## About this task
How many lines below contain the word "transport"? Give only the number.

[Source information Boundary: Start]

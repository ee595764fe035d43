//! qmsg pub/sub library entry.
//!
//! This crate wires the transport seam, retry policy, envelopes and the
//! messaging facade into a delivery pipeline on top of `qmsg-core`. It is
//! consumed by the loopback binary (`main.rs`) and by integration tests.

pub mod config;
pub mod envelope;
pub mod messaging;
pub mod testing;
pub mod transport;

pub use envelope::Envelope;
pub use messaging::{EnvelopeHandler, Messaging};
pub use transport::{MemoryTransport, RawMessage, RetryPolicy, RetryingClient, Transport};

[Source information Boundary: End]

## Exercise response
3